= Beginning of Section =
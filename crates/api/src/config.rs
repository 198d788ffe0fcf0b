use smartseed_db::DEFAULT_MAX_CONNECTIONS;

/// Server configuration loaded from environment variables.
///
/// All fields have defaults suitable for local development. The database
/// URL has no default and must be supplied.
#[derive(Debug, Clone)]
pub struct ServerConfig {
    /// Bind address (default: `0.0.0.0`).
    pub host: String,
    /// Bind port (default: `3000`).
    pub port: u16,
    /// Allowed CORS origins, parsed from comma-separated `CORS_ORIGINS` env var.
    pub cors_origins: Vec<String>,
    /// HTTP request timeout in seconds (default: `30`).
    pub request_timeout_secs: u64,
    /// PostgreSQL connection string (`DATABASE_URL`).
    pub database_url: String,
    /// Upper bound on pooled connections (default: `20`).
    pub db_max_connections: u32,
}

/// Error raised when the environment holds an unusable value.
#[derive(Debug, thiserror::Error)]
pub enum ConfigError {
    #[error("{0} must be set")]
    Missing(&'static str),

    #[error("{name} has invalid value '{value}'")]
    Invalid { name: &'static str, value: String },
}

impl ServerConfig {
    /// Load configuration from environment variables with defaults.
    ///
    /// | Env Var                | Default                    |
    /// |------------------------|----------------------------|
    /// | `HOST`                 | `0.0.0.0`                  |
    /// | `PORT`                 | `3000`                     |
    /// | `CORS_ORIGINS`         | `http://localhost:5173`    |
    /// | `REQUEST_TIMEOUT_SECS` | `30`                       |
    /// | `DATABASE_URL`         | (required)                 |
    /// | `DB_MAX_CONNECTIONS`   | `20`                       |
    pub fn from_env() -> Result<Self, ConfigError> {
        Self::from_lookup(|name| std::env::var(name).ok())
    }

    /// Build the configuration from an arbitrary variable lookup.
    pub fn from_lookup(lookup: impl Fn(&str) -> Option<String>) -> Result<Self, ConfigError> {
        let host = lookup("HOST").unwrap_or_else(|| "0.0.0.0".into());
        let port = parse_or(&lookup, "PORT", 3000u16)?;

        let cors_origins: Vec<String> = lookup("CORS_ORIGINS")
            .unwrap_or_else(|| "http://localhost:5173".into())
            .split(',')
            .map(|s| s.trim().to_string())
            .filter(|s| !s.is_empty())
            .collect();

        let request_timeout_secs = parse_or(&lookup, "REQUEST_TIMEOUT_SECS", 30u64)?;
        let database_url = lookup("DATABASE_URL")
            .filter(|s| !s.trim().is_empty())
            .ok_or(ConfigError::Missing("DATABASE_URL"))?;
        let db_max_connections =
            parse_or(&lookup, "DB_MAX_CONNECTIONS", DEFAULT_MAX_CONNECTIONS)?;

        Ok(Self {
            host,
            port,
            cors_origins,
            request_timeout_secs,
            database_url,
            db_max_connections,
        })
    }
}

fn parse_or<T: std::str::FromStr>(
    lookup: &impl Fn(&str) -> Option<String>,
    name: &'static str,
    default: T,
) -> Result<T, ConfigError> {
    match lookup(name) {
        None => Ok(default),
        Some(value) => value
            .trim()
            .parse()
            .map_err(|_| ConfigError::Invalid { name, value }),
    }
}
= End of Section =
• **WHAT TO DO**: The lines to report are those in the material above that contain the word "environment"; copy every one of them.

• **ANSWER AREA**:
/// Server configuration loaded from environment variables.
/// Error raised when the environment holds an unusable value.
    /// Load configuration from environment variables with defaults.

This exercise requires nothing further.